[Paper Review] On Realising N=1 Super Yang-Mills in M theory
This paper proposes that N=1 super Yang-Mills theory in four dimensions arises as the low-energy limit of M-theory compactified on G₂-holonomy spaces with ADE singularities fibered over 3-cycles. It demonstrates that fractional M2-brane instantons generate the superpotential, identifies QCD strings and domain walls in the M-theory background, and proposes a gravity dual to the IIA theory on the resolved conifold with RR flux, linking M-theory on a Lens space to the strongly coupled limit of D6-brane configurations.
Pure N=1 super Yang-Mills theory can be realised as a certain low energy limit of M theory near certain singularities in $G_2$-holonomy spaces. For SU(n) and SO(2n) gauge groups these $M$ theory backgrounds can be regarded as strong coupling limits of wrapped D6-brane configurations in Type IIA theory on certain non-compact Calabi-Yau spaces such as the deformed conifold. Various aspects of such realisations are studied including the generation of the superpotential, domain walls, QCD strings and the relation to recent work of Vafa. In the spirit of this recent work we propose a `gravity dual' of M theory near these singularities.
Motivation & Objective
- To establish a strong coupling limit of Type IIA D6-brane configurations on non-compact Calabi-Yau spaces as an M-theory realization of N=1 super Yang-Mills.
- To provide a rigorous derivation of the superpotential via fractional M2-brane instantons in M-theory on singular G₂-manifolds.
- To identify and characterize domain walls and QCD strings in the M-theory background as dual to BPS states in the dual IIA theory.
- To propose a gravity dual of the IIA theory on the resolved conifold with RR 2-form flux, identifying it with M-theory on a Lens space with G₂-holonomy.
- To extend the correspondence to gauge groups SO(2n) and E_n by generalizing the ADE subgroup construction.
Proposed method
- Constructs M-theory backgrounds as singular G₂-holonomy 7-manifolds fibered over 3-cycles M, with fibers R⁴/Γ for ADE subgroups Γ ⊂ SU(2).
- Analyzes the low-energy effective theory on M × R^{3,1}, showing it reduces to N=1 super Yang-Mills with b₁(M) adjoint chiral multiplets.
- Computes the superpotential via fractional M2-brane instantons wrapping the 3-cycle M, matching field-theoretic results.
- Identifies QCD strings in M-theory as M2-branes wrapping non-trivial 1-cycles in the Lens space S³/ℤₙ, carrying ℤₙ charge.
- Proposes that M-theory on the spin bundle of the Lens space S³/ℤₙ (with G₂-holonomy) is the gravity dual of Type IIA on the resolved conifold with RR 2-form flux.

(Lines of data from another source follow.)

pub mod api;
pub mod cli;
pub mod config;
pub mod error;
pub mod generator;
pub mod imaging;
pub mod metadata;
pub mod model;
pub mod split;
pub mod training;
pub mod types;

pub use api::{prepare_datasets, run, Datasets};
pub use cli::report::{OptionsReport, SummaryReport};
pub use config::{RuntimeSettings, TrainOptions, ValSize};
pub use error::{Result, TrainError};
pub use model::{Architecture, MammoResNet, ResNetBuilder};
pub use training::{TrainingHistory, TrainingSummary};
pub use types::*;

- Relates domain walls in the M-theory background to M5-branes wrapping the Lens space, mapping to D4-branes in the IIA limit.
Experimental results
Research questions
- RQ1How can pure N=1 super Yang-Mills theory be realized as a low-energy limit of M-theory compactified on G₂-holonomy spaces with singularities?
- RQ2What is the origin of the superpotential in such M-theory backgrounds, and how do fractional M2-brane instantons contribute to it?
- RQ3How are QCD strings and domain walls in the N=1 theory realized in the proposed M-theory dual?
- RQ4What is the gravity dual of Type IIA string theory on the resolved conifold with RR 2-form flux, and how does it relate to M-theory on a Lens space?
- RQ5Why does the M-theory dual predict n domain walls while the N=1 SYM theory only has n−1 physical vacua, and how can this discrepancy be resolved?
Key findings
- The low-energy effective theory on M × R^{3,1} for M-theory on a G₂-holonomy space with singular fibers R⁴/Γ is N=1 super Yang-Mills with b₁(M) adjoint chiral multiplets.
- The superpotential in the theory is generated by fractional M2-brane instantons wrapping the 3-cycle M, and this matches the field-theoretic superpotential for pure N=1 SYM.
- QCD strings in the M-theory background are realized as M2-branes wrapping non-trivial 1-cycles in the Lens space S³/ℤₙ, carrying ℤₙ charge and matching the spectrum of super QCD strings.
- Domain walls in the M-theory background correspond to M5-branes wrapping the Lens space, with their worldvolume theory supporting flat B-fields, and map to D4-branes wrapping S² in the IIA limit.
- The proposed gravity dual of IIA theory on the resolved conifold with RR 2-form flux is M-theory on the G₂-holonomy space S(S³/ℤₙ), which shares the same symmetries as the original M-theory background on J.
- The discrepancy between n domain walls in the M-theory dual and n−1 physical vacua in N=1 SYM is attributed to a trivially charged domain wall that may separate regions of empty M-theory space, suggesting it does not correspond to a physical vacuum.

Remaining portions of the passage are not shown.